Cleantech Market Intelligence
Weather Still Poses a Hurdle for ADAS and Autonomous Vehicles
Prior to the 20th century, travelers had to directly contend with the vagaries of weather as they made their way from place to place. The invention of the automobile helped put a layer of abstraction between humans and the environment, and we can now sit in relative comfort and look out through windshields that are continuously wiped as we make our way through rain, sleet, and snow. As engineers develop the coming generations of cars that rely on high-tech sensors to observe the world and drive themselves, those sensors now have to deal directly with the elements that humans once faced.
Getting a car to reliably drive itself around a Las Vegas parking lot or the streets of Silicon Valley is by no means a trivial task, but engineers from most of the top automotive OEMs and suppliers have managed to work out the fundamentals. Navigant Research’s Autonomous Vehicles report projects that there will be almost 85 million autonomous-capable vehicles on the road globally by 2035. However, before we can all tear up our driver’s licenses, engineers will have to figure out to do the same thing in wintry Detroit and monsoon-soaked Mumbai.
In recent months, I’ve evaluated many new vehicles with the latest and greatest advanced driver assist systems (ADAS), including lane departure prevention, forward collision warning with automatic braking, adaptive cruise control, and blindspot monitors. These functions are the building blocks of autonomous vehicles. Engineers are now fusing signals from the ADAS sensors with high-definition maps and new LIDAR sensors to create a comprehensive image of the world around the car. On top of this sensor fusion image, they are building control algorithms to make the decisions about when to accelerate, brake, and steer.
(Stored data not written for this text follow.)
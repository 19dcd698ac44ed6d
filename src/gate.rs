//! Checks applied before a classification is shown.
//!
//! The face gates run before the classifier and can reject the frame
//! outright. The confidence gate runs afterwards and only attaches an
//! advisory banner.

use crate::config::GatingConfig;
use crate::inference::{ClassificationResult, FaceBox};
use std::fmt;

#[derive(Debug, Clone, Copy, PartialEq)]
pub enum Rejection {
    NoFace,
    FaceTooSmall { width: f32, height: f32 },
}

impl fmt::Display for Rejection {
    fn fmt(&self, f: &mut fmt::Formatter<'_>) -> fmt::Result {
        match self {
            Rejection::NoFace => f.write_str(
                "No face detected. Make sure the face is visible from the front, well lit and not covered.",
            ),
            Rejection::FaceTooSmall { width, height } => write!(
                f,
                "Face too small ({width:.0}x{height:.0}px). Move closer to the camera or use a photo where the face is larger.",
            ),
        }
    }
}

/// Banner shown when the winning class is below the confidence threshold.
#[derive(Debug, Clone, Copy, PartialEq)]
pub struct LowConfidence {
    pub top_probability: f32,
    pub threshold: f32,
}

impl fmt::Display for LowConfidence {
    fn fmt(&self, f: &mut fmt::Formatter<'_>) -> fmt::Result {
        write!(
            f,
            "Low confidence: top prediction {:.1}% is below {:.0}%. Try again or use a clearer image.",
            self.top_probability * 100.0,
            self.threshold * 100.0,
        )
    }
}

#[derive(Debug, Clone, Copy, PartialEq, Default)]
pub struct Gates {
    face_presence: Option<f32>,
    min_face_size: Option<f32>,
    min_confidence: Option<f32>,
}

impl Gates {
    /// All gates disabled.
    pub fn none() -> Self {
        Self::default()
    }

    pub fn from_config(cfg: &GatingConfig) -> Self {
        let faces = cfg.face_detector.is_some();
        Self {
            face_presence: cfg.face_confidence.filter(|_| faces),
            min_face_size: cfg.min_face_size.filter(|_| faces).map(|s| s as f32),
            min_confidence: cfg.min_confidence,
        }
    }

    pub fn with_face_presence(mut self, threshold: f32) -> Self {
        self.face_presence = Some(threshold);
        self
    }

    pub fn with_min_face_size(mut self, pixels: u32) -> Self {
        self.min_face_size = Some(pixels as f32);
        self
    }

    pub fn with_min_confidence(mut self, threshold: f32) -> Self {
        self.min_confidence = Some(threshold);
        self
    }

    pub fn needs_faces(&self) -> bool {
        self.face_presence.is_some() || self.min_face_size.is_some()
    }

    /// Confidence passed to the detector.
    pub fn detection_threshold(&self) -> f32 {
        self.face_presence.unwrap_or(0.0)
    }

    /// `faces` are expected largest first.
    pub fn check_faces(&self, faces: &[FaceBox]) -> Result<(), Rejection> {
        if let Some(threshold) = self.face_presence {
            if !faces.iter().any(|f| f.confidence >= threshold) {
                return Err(Rejection::NoFace);
            }
        }
        if let (Some(min), Some(face)) = (self.min_face_size, faces.first()) {
            if face.width() < min || face.height() < min {
                return Err(Rejection::FaceTooSmall {
                    width: face.width(),
                    height: face.height(),
                });
            }
        }
        Ok(())
    }

    pub fn low_confidence(&self, result: &ClassificationResult) -> Option<LowConfidence> {
        let threshold = self.min_confidence?;
        let top = result.top().probability;
        (top < threshold).then_some(LowConfidence {
            top_probability: top,
            threshold,
        })
    }
}
use crate::recommendation::{RecommendationTable, FACE_SHAPE_TABLE};
use serde::{Deserialize, Serialize};
use std::fmt;
use tracing::{debug, warn};

/// Where the classifier gets its frames from.
#[derive(
    Serialize, Deserialize, Debug, Clone, Copy, PartialEq, Eq, Hash, Default, clap::ValueEnum,
)]
#[serde(rename_all = "snake_case")]
pub enum InputSource {
    #[default]
    Webcam,
    Upload,
}

impl fmt::Display for InputSource {
    fn fmt(&self, f: &mut fmt::Formatter<'_>) -> fmt::Result {
        match self {
            InputSource::Webcam => f.write_str("webcam"),
            InputSource::Upload => f.write_str("upload"),
        }
    }
}

/// One of the two configured classifiers.
#[derive(Serialize, Deserialize, Debug, Clone, Copy, PartialEq, Eq, Hash, clap::ValueEnum)]
#[serde(rename_all = "snake_case")]
pub enum ModelSlot {
    #[value(alias = "1")]
    FaceShape,
    #[value(alias = "2")]
    PersonalTone,
}

impl ModelSlot {
    pub const ALL: [ModelSlot; 2] = [ModelSlot::FaceShape, ModelSlot::PersonalTone];

    pub fn index(self) -> usize {
        match self {
            ModelSlot::FaceShape => 1,
            ModelSlot::PersonalTone => 2,
        }
    }

    pub fn display_name(self) -> &'static str {
        match self {
            ModelSlot::FaceShape => "Face Type Analysis",
            ModelSlot::PersonalTone => "Personal Tone Analysis",
        }
    }

    pub fn behavior(self) -> SlotBehavior {
        match self {
            ModelSlot::FaceShape => SlotBehavior::Recommending(&FACE_SHAPE_TABLE),
            ModelSlot::PersonalTone => SlotBehavior::ReportOnly,
        }
    }
}

impl fmt::Display for ModelSlot {
    fn fmt(&self, f: &mut fmt::Formatter<'_>) -> fmt::Result {
        f.write_str(self.display_name())
    }
}

/// What a slot does with a classification once the ranked list is shown.
#[derive(Debug, Clone, Copy)]
pub enum SlotBehavior {
    /// Look the winning label up in the table and render the entry.
    Recommending(&'static RecommendationTable),
    /// Ranked list only.
    ReportOnly,
}

impl SlotBehavior {
    pub fn recommendations(self) -> Option<&'static RecommendationTable> {
        match self {
            SlotBehavior::Recommending(table) => Some(table),
            SlotBehavior::ReportOnly => None,
        }
    }
}

#[derive(Serialize, Deserialize, Debug, Clone, Copy, PartialEq, Eq, Hash, Default)]
#[serde(rename_all = "snake_case")]
pub enum RunState {
    #[default]
    Idle,
    Loading,
    Running,
    Paused,
    Error,
}

impl RunState {
    pub fn can_transition_to(self, next: RunState) -> bool {
        use RunState::*;
        match (self, next) {
            (_, Error) => true,
            (Idle, Loading) | (Idle, Running) => true,
            (Loading, Idle) => true,
            (Running, Paused) => true,
            (Paused, Running) | (Paused, Loading) => true,
            (Error, Loading) | (Error, Idle) | (Error, Running) => true,
            _ => false,
        }
    }
}

impl fmt::Display for RunState {
    fn fmt(&self, f: &mut fmt::Formatter<'_>) -> fmt::Result {
        let name = match self {
            RunState::Idle => "idle",
            RunState::Loading => "loading",
            RunState::Running => "running",
            RunState::Paused => "paused",
            RunState::Error => "error",
        };
        f.write_str(name)
    }
}

/// Session state owned by the controller.
#[derive(Debug, Clone, PartialEq, Eq)]
pub struct Session {
    input_source: InputSource,
    active_slot: Option<ModelSlot>,
    run_state: RunState,
    generation: u64,
}

impl Session {
    pub fn new(input_source: InputSource) -> Self {
        Self {
            input_source,
            active_slot: None,
            run_state: RunState::Idle,
            generation: 0,
        }
    }

    pub fn input_source(&self) -> InputSource {
        self.input_source
    }

    pub fn active_slot(&self) -> Option<ModelSlot> {
        self.active_slot
    }

    pub fn run_state(&self) -> RunState {
        self.run_state
    }

    /// Epoch counter; results dispatched under an older generation are stale.
    pub fn generation(&self) -> u64 {
        self.generation
    }

    pub(crate) fn set_input_source(&mut self, source: InputSource) {
        self.input_source = source;
    }

    pub(crate) fn activate(&mut self, slot: ModelSlot) {
        self.active_slot = Some(slot);
    }

    pub(crate) fn bump_generation(&mut self) -> u64 {
        self.generation += 1;
        self.generation
    }

    /// Applies `next` if the run-state machine allows it. Returns whether the
    /// state changed.
    pub(crate) fn transition(&mut self, next: RunState) -> bool {
        if self.run_state == next {
            return false;
        }
        if !self.run_state.can_transition_to(next) {
            warn!(from = %self.run_state, to = %next, "illegal run state transition");
            return false;
        }
        debug!(from = %self.run_state, to = %next, "run state transition");
        self.run_state = next;
        true
    }
}
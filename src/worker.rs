use crate::error::{InferenceError, StyleMateError};
use crate::event::{Event, LoadedModel, Ticket, Verdict};
use crate::frame::Frame;
use crate::gate::Gates;
use crate::inference::{
    Classifier, ClassificationResult, FaceDetector, InferenceProvider, ModelLocator,
};
use crate::session::ModelSlot;
use std::sync::mpsc::{channel, Sender};
use std::sync::Arc;
use std::thread::JoinHandle;
use std::time::Instant;
use tracing::{debug, error, warn};

pub(crate) enum Job {
    Load {
        slot: ModelSlot,
        generation: u64,
        locator: ModelLocator,
        detector: Option<ModelLocator>,
    },
    Classify {
        ticket: Ticket,
        classifier: Arc<dyn Classifier>,
        detector: Option<Arc<dyn FaceDetector>>,
        frame: Arc<Frame>,
        gates: Gates,
    },
}

/// Background thread running jobs one at a time and reporting completions
/// on the controller's event channel.
pub(crate) struct InferenceWorker {
    jobs: Option<Sender<Job>>,
    handle: Option<JoinHandle<()>>,
}

impl InferenceWorker {
    pub(crate) fn spawn(provider: Arc<dyn InferenceProvider>, events: Sender<Event>) -> Self {
        let (tx, rx) = channel::<Job>();
        let handle = std::thread::Builder::new()
            .name("stylemate-inference".into())
            .spawn(move || {
                debug!("inference worker started");
                for job in rx {
                    let event = run_job(provider.as_ref(), job);
                    if events.send(event).is_err() {
                        break;
                    }
                }
                debug!("inference worker stopped");
            });
        match handle {
            Ok(handle) => Self {
                jobs: Some(tx),
                handle: Some(handle),
            },
            Err(e) => {
                error!("failed to spawn inference worker: {e}");
                Self {
                    jobs: None,
                    handle: None,
                }
            }
        }
    }

    pub(crate) fn submit(&self, job: Job) -> Result<(), StyleMateError> {
        self.jobs
            .as_ref()
            .ok_or(StyleMateError::WorkerUnavailable)?
            .send(job)
            .map_err(|_| StyleMateError::WorkerUnavailable)
    }
}

impl Drop for InferenceWorker {
    fn drop(&mut self) {
        self.jobs.take();
        if let Some(handle) = self.handle.take() {
            let _ = handle.join();
        }
    }
}

fn run_job(provider: &dyn InferenceProvider, job: Job) -> Event {
    match job {
        Job::Load {
            slot,
            generation,
            locator,
            detector,
        } => {
            let started = Instant::now();
            let result = load(provider, &locator, detector.as_ref())
                .map_err(|source| StyleMateError::ModelLoadFailure { slot, source });
            debug!(%slot, ok = result.is_ok(), elapsed = ?started.elapsed(), "model load finished");
            Event::ModelLoaded {
                slot,
                generation,
                result,
            }
        }
        Job::Classify {
            ticket,
            classifier,
            detector,
            frame,
            gates,
        } => Event::Classified {
            ticket,
            verdict: classify(classifier.as_ref(), detector.as_deref(), &frame, &gates),
        },
    }
}

/// A detector failure does not fail the slot; the classifier is still
/// returned and the error travels alongside it.
fn load(
    provider: &dyn InferenceProvider,
    locator: &ModelLocator,
    detector: Option<&ModelLocator>,
) -> Result<LoadedModel, InferenceError> {
    let classifier = provider.load_classifier(locator)?;
    let (detector, detector_error) = match detector.map(|d| provider.load_face_detector(d)) {
        Some(Ok(detector)) => (Some(detector), None),
        Some(Err(e)) => (None, Some(e)),
        None => (None, None),
    };
    Ok(LoadedModel {
        classifier,
        detector,
        detector_error,
    })
}

fn classify(
    classifier: &dyn Classifier,
    detector: Option<&dyn FaceDetector>,
    frame: &Frame,
    gates: &Gates,
) -> Result<Verdict, InferenceError> {
    if gates.needs_faces() {
        match detector {
            Some(detector) => {
                let faces = detector.detect(frame, gates.detection_threshold())?;
                if let Err(rejection) = gates.check_faces(&faces) {
                    debug!(?rejection, faces = faces.len(), "frame rejected");
                    return Ok(Verdict::Rejected(rejection));
                }
            }
            None => warn!("face gates enabled without a face detector"),
        }
    }
    let predictions = classifier.classify(frame)?;
    let result = ClassificationResult::from_predictions(predictions, classifier.class_count())?;
    Ok(Verdict::Accepted(result))
}
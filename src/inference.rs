//! Inference boundary: classifiers, face detectors and the provider that
//! loads them, plus the ranked result type the controller renders.

use crate::error::InferenceError;
use crate::frame::Frame;
use serde::{Deserialize, Serialize};
use std::fmt;
use std::path::PathBuf;
use std::sync::Arc;

/// Where a model lives: a local directory, optionally backed by a Hugging
/// Face repository holding the same file names.
#[derive(Serialize, Deserialize, Debug, Clone, PartialEq, Eq)]
pub struct ModelLocator {
    pub dir: PathBuf,
    #[serde(default, skip_serializing_if = "Option::is_none")]
    pub hf_repo: Option<String>,
}

impl ModelLocator {
    pub fn local(dir: impl Into<PathBuf>) -> Self {
        Self {
            dir: dir.into(),
            hf_repo: None,
        }
    }
}

impl fmt::Display for ModelLocator {
    fn fmt(&self, f: &mut fmt::Formatter<'_>) -> fmt::Result {
        match &self.hf_repo {
            Some(repo) => write!(f, "{} ({repo})", self.dir.display()),
            None => write!(f, "{}", self.dir.display()),
        }
    }
}

#[derive(Serialize, Deserialize, Debug, Clone, PartialEq)]
pub struct Prediction {
    pub label: String,
    pub probability: f32,
}

impl Prediction {
    pub fn new(label: impl Into<String>, probability: f32) -> Self {
        Self {
            label: label.into(),
            probability,
        }
    }
}

/// Class probabilities for one frame, sorted by descending probability and
/// normalised to sum to one.
#[derive(Debug, Clone, PartialEq)]
pub struct ClassificationResult {
    ranked: Vec<Prediction>,
}

impl ClassificationResult {
    /// Validates raw classifier output against the reported class count.
    pub fn from_predictions(
        predictions: Vec<Prediction>,
        class_count: usize,
    ) -> Result<Self, InferenceError> {
        if class_count == 0 || predictions.len() != class_count {
            return Err(InferenceError::ClassCount {
                expected: class_count,
                got: predictions.len(),
            });
        }
        if let Some(bad) = predictions
            .iter()
            .find(|p| !p.probability.is_finite() || p.probability < 0.0)
        {
            return Err(InferenceError::Probability {
                label: bad.label.clone(),
                value: bad.probability,
            });
        }
        let total: f64 = predictions.iter().map(|p| p.probability as f64).sum();
        if total <= 0.0 {
            return Err(InferenceError::Probability {
                label: predictions[0].label.clone(),
                value: 0.0,
            });
        }
        let mut ranked: Vec<Prediction> = predictions
            .into_iter()
            .map(|p| Prediction {
                probability: (p.probability as f64 / total) as f32,
                label: p.label,
            })
            .collect();
        ranked.sort_by(|a, b| b.probability.total_cmp(&a.probability));
        Ok(Self { ranked })
    }

    /// Winning class.
    pub fn top(&self) -> &Prediction {
        &self.ranked[0]
    }

    pub fn predictions(&self) -> &[Prediction] {
        &self.ranked
    }

    pub fn len(&self) -> usize {
        self.ranked.len()
    }

    pub fn is_empty(&self) -> bool {
        self.ranked.is_empty()
    }
}

/// Axis-aligned face bounding box in frame pixels.
#[derive(Debug, Clone, Copy, PartialEq)]
pub struct FaceBox {
    pub left: f32,
    pub top: f32,
    pub right: f32,
    pub bottom: f32,
    pub confidence: f32,
}

impl FaceBox {
    pub fn width(&self) -> f32 {
        self.right - self.left
    }

    pub fn height(&self) -> f32 {
        self.bottom - self.top
    }

    pub fn area(&self) -> f32 {
        self.width().max(0.0) * self.height().max(0.0)
    }
}

pub trait Classifier: Send + Sync {
    fn class_count(&self) -> usize;
    fn classify(&self, frame: &Frame) -> Result<Vec<Prediction>, InferenceError>;
}

pub trait FaceDetector: Send + Sync {
    /// Faces scoring at least `min_confidence`, largest first.
    fn detect(&self, frame: &Frame, min_confidence: f32) -> Result<Vec<FaceBox>, InferenceError>;
}

pub trait InferenceProvider: Send + Sync {
    fn load_classifier(&self, locator: &ModelLocator)
        -> Result<Arc<dyn Classifier>, InferenceError>;
    fn load_face_detector(
        &self,
        locator: &ModelLocator,
    ) -> Result<Arc<dyn FaceDetector>, InferenceError>;
}
use crate::event::Event;
use std::sync::{
    atomic::{AtomicBool, Ordering},
    mpsc::Sender,
    Arc,
};
use std::thread::JoinHandle;
use std::time::Duration;
use tracing::{error, trace};

/// How the classification loop is driven while running.
#[derive(Debug, Clone, Copy, PartialEq)]
pub enum Schedule {
    /// Background ticker at a fixed interval.
    Interval(Duration),
    /// No ticker; the owner calls `SessionController::tick`.
    Manual,
}

impl Schedule {
    pub fn from_fps(fps: f32) -> Self {
        Schedule::Interval(Duration::from_secs_f64(1.0 / fps.max(1.0) as f64))
    }
}

/// Cancel handle for a running frame loop. Dropping it cancels the loop.
pub struct LoopHandle {
    cancelled: Arc<AtomicBool>,
    thread: Option<JoinHandle<()>>,
}

impl LoopHandle {
    /// Starts ticking for `generation`. At most one tick is outstanding: a new
    /// one is posted only after the controller has consumed the last.
    pub fn start(
        events: Sender<Event>,
        interval: Duration,
        generation: u64,
        pending: Arc<AtomicBool>,
    ) -> Self {
        let cancelled = Arc::new(AtomicBool::new(false));
        let flag = cancelled.clone();
        let thread = std::thread::Builder::new()
            .name("stylemate-frame-loop".into())
            .spawn(move || {
                while !flag.load(Ordering::Relaxed) {
                    std::thread::sleep(interval);
                    if flag.load(Ordering::Relaxed) {
                        break;
                    }
                    if pending.swap(true, Ordering::AcqRel) {
                        trace!("tick coalesced");
                        continue;
                    }
                    if events.send(Event::Tick { generation }).is_err() {
                        break;
                    }
                }
            });
        let thread = match thread {
            Ok(t) => Some(t),
            Err(e) => {
                error!("failed to spawn frame loop: {e}");
                None
            }
        };
        Self { cancelled, thread }
    }

    pub fn cancel(&mut self) {
        self.cancelled.store(true, Ordering::Relaxed);
        if let Some(thread) = self.thread.take() {
            let _ = thread.join();
        }
    }
}

impl Drop for LoopHandle {
    fn drop(&mut self) {
        self.cancel();
    }
}
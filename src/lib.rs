pub mod camera;
pub mod cli;
pub mod command;
pub mod config;
pub mod controller;
pub mod error;
pub mod event;
pub mod frame;
pub mod gate;
pub mod inference;
pub mod onnx;
pub mod recommendation;
pub mod schedule;
pub mod session;
pub mod view;
mod worker;

pub use cli::{execute, run_cli, Cli, Commands, ConfigSubcommand};
pub use command::UserCommand;
pub use config::{load_config, save_config, Config};
pub use controller::SessionController;
pub use error::{InferenceError, StyleMateError};
pub use event::Event;
pub use frame::Frame;
pub use session::{InputSource, ModelSlot, RunState, Session};
pub use view::View;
Unfortunately, if the sensors can’t reliably see the world through the elements, the algorithms just shut down. Such was the case recently while driving a 2016 Hyundai Sonata hybrid during a snowy morning rush hour. The radar-based adaptive cruise control does a wonderful job of tracking the vehicle ahead as speeds fluctuate, reducing the workload on the driver. However, after about 15 miles, the radar sensor became so caked up with slush that a warning came in the instrument panel that the system was disengaging and the sensor should be cleaned. Similarly, the camera on a Volvo XC90 was unable to see the lane markers on a dark, rainy morning and disengaged the lane departure warning system.
The Road Ahead
In January 2016, Ford became the first automaker to test autonomous vehicles in snowy conditions at the Mcity test track in Ann Arbor, Michigan. With snow covering the roads, features like lane markings and even curbs were not visible. Last summer, Ford scanned the track with the LIDAR sensors on its autonomous Fusion vehicles to produce a high-definition 3D map that included all of the physical features and landmarks. Ford used this map to locate the Fusion in the snow by matching those landmarks such as signs and buildings even without seeing the road surface.
Delphi has been demonstrating an autonomous Audi Q5 that replaces the spinning rooftop LIDAR sensors with solid-state sensors from Quanergy Systems mounted in the corners of the vehicle. Quanergy, Valeo, and other sensor suppliers are developing sophisticated digital filtering algorithms to help the sensors see better through falling rain and snow. While all of these approaches are helping to make autonomous control more robust, the vision, radar, and LIDAR sensors still need to be kept clear in order to provide this capability. In time, these problems will probably be overcome, but it will take a lot more effort.